BEGIN Given entries

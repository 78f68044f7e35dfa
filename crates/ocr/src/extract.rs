use std::sync::Arc;

use slipscan_core::Fragment;

use crate::clean::TextCleaner;
use crate::config::ParserConfig;
use crate::price::PriceExtractor;
use crate::types::{LineItem, ParsedReceipt};

// ── Line classification ──────────────────────────────────────────────────────

#[derive(Debug, Clone, Copy, PartialEq, Eq)]
pub enum LineKind {
    Subtotal,
    Tax,
    Total,
    Item,
}

/// A cleaned fragment with the facts every rule looks at.
struct Line<'t> {
    text: &'t str,
    lower: String,
    price: Option<f64>,
}

type Predicate = for<'a> fn(&Line<'a>, &[String]) -> bool;

/// Checked top to bottom; the first rule that holds decides the line.
/// "subtotal" must come before "total", which it contains.
const RULES: [(LineKind, Predicate); 4] = [
    (LineKind::Subtotal, is_subtotal),
    (LineKind::Tax, is_tax),
    (LineKind::Total, is_total),
    (LineKind::Item, is_item),
];

fn is_subtotal(line: &Line<'_>, _: &[String]) -> bool {
    line.price.is_some() && line.lower.contains("subtotal")
}

fn is_tax(line: &Line<'_>, _: &[String]) -> bool {
    line.price.is_some() && line.lower.contains("tax")
}

fn is_total(line: &Line<'_>, _: &[String]) -> bool {
    line.price.is_some() && line.lower.contains("total") && !line.lower.contains("subtotal")
}

fn is_item(line: &Line<'_>, excluded: &[String]) -> bool {
    line.price.is_some()
        && !line.text.is_empty()
        && !excluded.iter().any(|k| line.lower.contains(k.as_str()))
}

// ── Parser ───────────────────────────────────────────────────────────────────

/// Reads store name, line items and summary amounts from raw fragments.
pub struct ReceiptFieldParser {
    store_name_window: usize,
    /// Lower-cased at construction.
    excluded_keywords: Vec<String>,
    cleaner: Arc<TextCleaner>,
}

impl Default for ReceiptFieldParser {
    fn default() -> Self {
        Self::new(&ParserConfig::default(), Arc::new(TextCleaner::default()))
    }
}

impl ReceiptFieldParser {
    pub fn new(config: &ParserConfig, cleaner: Arc<TextCleaner>) -> Self {
        Self {
            store_name_window: config.store_name_window,
            excluded_keywords: config.excluded_keywords.iter().map(|k| k.to_lowercase()).collect(),
            cleaner,
        }
    }

    pub fn parse(&self, fragments: &[Fragment]) -> ParsedReceipt {
        let mut sorted: Vec<&Fragment> = fragments.iter().collect();
        sorted.sort_by(|a, b| a.y.total_cmp(&b.y));

        let cleaned: Vec<String> = sorted.iter().map(|f| self.cleaner.clean(&f.text)).collect();

        let mut receipt = ParsedReceipt {
            store_name: self.store_name(&cleaned),
            ..Default::default()
        };

        // Later matches overwrite earlier ones for the summary fields.
        for text in &cleaned {
            let Some((kind, price)) = self.classify_line(text) else {
                continue;
            };
            match kind {
                LineKind::Subtotal => receipt.subtotal = Some(price),
                LineKind::Tax => receipt.tax = Some(price),
                LineKind::Total => receipt.total = Some(price),
                LineKind::Item => {
                    let name = PriceExtractor::strip(text);
                    if !name.is_empty() {
                        receipt.items.push(LineItem::single(name, price));
                    }
                }
            }
        }

        tracing::debug!(
            "Parsed receipt: store={:?}, items={}, subtotal={:?}, tax={:?}, total={:?}",
            receipt.store_name,
            receipt.items.len(),
            receipt.subtotal,
            receipt.tax,
            receipt.total
        );
        receipt
    }

    /// Classify one already-cleaned line. `None` when no rule applies.
    pub fn classify_line(&self, text: &str) -> Option<(LineKind, f64)> {
        let line = Line {
            text,
            lower: text.to_lowercase(),
            price: PriceExtractor::extract(text),
        };
        let price = line.price?;
        RULES
            .iter()
            .find(|(_, applies)| applies(&line, self.excluded_keywords.as_slice()))
            .map(|&(kind, _)| (kind, price))
    }

    /// First of the top lines that has text and no price.
    fn store_name(&self, cleaned: &[String]) -> Option<String> {
        cleaned
            .iter()
            .take(self.store_name_window)
            .find(|t| !t.is_empty() && !PriceExtractor::contains_price(t))
            .cloned()
    }
}

// ── Tests ─────────────────────────────────────────────────────────────────────

#[cfg(test)]
mod tests {
    use super::*;

    fn line(text: &str, y: f64) -> Fragment {
        Fragment::new(text, 0.9, 0.0, y, 200.0, 20.0)
    }

    fn parse(fragments: &[Fragment]) -> ParsedReceipt {
        ReceiptFieldParser::default().parse(fragments)
    }

    // ── Store name ────────────────────────────────────────────────────────────

    #[test]
    fn store_name_is_first_line_without_price() {
        let r = parse(&[line("$1.00", 0.0), line("  ", 10.0), line("CORNER  SHOP", 20.0)]);
        assert_eq!(r.store_name.as_deref(), Some("CORNER SHOP"));
    }

    #[test]
    fn store_name_only_looks_at_top_three() {
        let r = parse(&[
            line("$1.00", 0.0),
            line("$2.00", 10.0),
            line("$3.00", 20.0),
            line("Late Header", 30.0),
        ]);
        assert_eq!(r.store_name, None);
    }

    #[test]
    fn store_name_uses_vertical_order() {
        let r = parse(&[line("Milk $3.50", 40.0), line("Store A", 0.0)]);
        assert_eq!(r.store_name.as_deref(), Some("Store A"));
    }

    // ── Summary fields ────────────────────────────────────────────────────────

    #[test]
    fn subtotal_does_not_set_total() {
        let r = parse(&[line("Subtotal $10.00", 0.0)]);
        assert_eq!(r.subtotal, Some(10.00));
        assert_eq!(r.total, None);
    }

    #[test]
    fn summary_fields_are_separated() {
        let r = parse(&[
            line("STORE", 0.0),
            line("Subtotal $45.00", 40.0),
            line("Tax $3.60", 80.0),
            line("Total $48.60", 120.0),
        ]);
        assert_eq!(r.subtotal, Some(45.00));
        assert_eq!(r.tax, Some(3.60));
        assert_eq!(r.total, Some(48.60));
        assert!(r.items.is_empty());
    }

    #[test]
    fn later_summary_line_wins() {
        let r = parse(&[line("Total $5.00", 0.0), line("TOTAL $6.25", 50.0)]);
        assert_eq!(r.total, Some(6.25));
    }

    #[test]
    fn keyword_without_price_is_ignored() {
        let r = parse(&[line("Total", 0.0), line("Tax included", 20.0)]);
        assert_eq!(r.total, None);
        assert_eq!(r.tax, None);
    }

    #[test]
    fn misread_keyword_is_cleaned_first() {
        let r = parse(&[line("Subtotai 12.00", 0.0), line("Totai 13.00", 30.0)]);
        assert_eq!(r.subtotal, Some(12.00));
        assert_eq!(r.total, Some(13.00));
    }

    // ── Items ─────────────────────────────────────────────────────────────────

    #[test]
    fn priced_line_becomes_item() {
        let r = parse(&[line("Store A", 0.0), line("Milk $3.50", 40.0), line("Total $3.50", 80.0)]);
        assert_eq!(r.items, vec![LineItem::single("Milk", 3.50)]);
        assert_eq!(r.items[0].quantity, 1);
        assert_eq!(r.items[0].total_price, 3.50);
    }

    #[test]
    fn excluded_keywords_are_not_items() {
        let r = parse(&[
            line("Cash $20.00", 0.0),
            line("Change $1.50", 10.0),
            line("Credit Card 4.00", 20.0),
        ]);
        assert!(r.items.is_empty());
    }

    #[test]
    fn zero_amount_still_counts_as_price() {
        let r = parse(&[line("Tax $0.00", 0.0), line("Bag fee 0.00", 20.0)]);
        assert_eq!(r.tax, Some(0.0));
        assert_eq!(r.items, vec![LineItem::single("Bag fee", 0.0)]);
    }

    #[test]
    fn price_only_line_is_not_item() {
        let r = parse(&[line("$7.99", 0.0)]);
        assert!(r.items.is_empty());
    }

    #[test]
    fn quantity_prefix_stays_in_name() {
        let r = parse(&[line("2 x Bagel $5.00", 0.0)]);
        assert_eq!(r.items, vec![LineItem::single("2 x Bagel", 5.00)]);
    }

    #[test]
    fn custom_exclusions_apply() {
        let parser = ReceiptFieldParser::new(
            &ParserConfig { store_name_window: 3, excluded_keywords: vec!["TIP".into()] },
            Arc::new(TextCleaner::default()),
        );
        let r = parser.parse(&[line("Tip $2.00", 0.0), line("Cash $20.00", 10.0)]);
        assert_eq!(r.items, vec![LineItem::single("Cash", 20.00)]);
    }

    // ── Classification order ──────────────────────────────────────────────────

    #[test]
    fn classify_line_first_match_wins() {
        let p = ReceiptFieldParser::default();
        assert_eq!(p.classify_line("Subtotal $1.00"), Some((LineKind::Subtotal, 1.00)));
        assert_eq!(p.classify_line("Total Tax $2.00"), Some((LineKind::Tax, 2.00)));
        assert_eq!(p.classify_line("Grand total 3.00"), Some((LineKind::Total, 3.00)));
        assert_eq!(p.classify_line("Bread 4.00"), Some((LineKind::Item, 4.00)));
        assert_eq!(p.classify_line("Debit 5.00"), None);
        assert_eq!(p.classify_line("Bread"), None);
    }

    #[test]
    fn empty_input_has_all_fields_absent() {
        assert_eq!(parse(&[]), ParsedReceipt::default());
    }
}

END Given entries

Scan the listing above. Collect all lines with the word "ReceiptFieldParser".

Exercise solution:
pub struct ReceiptFieldParser {
impl Default for ReceiptFieldParser {
impl ReceiptFieldParser {
        ReceiptFieldParser::default().parse(fragments)
        let parser = ReceiptFieldParser::new(
        let p = ReceiptFieldParser::default();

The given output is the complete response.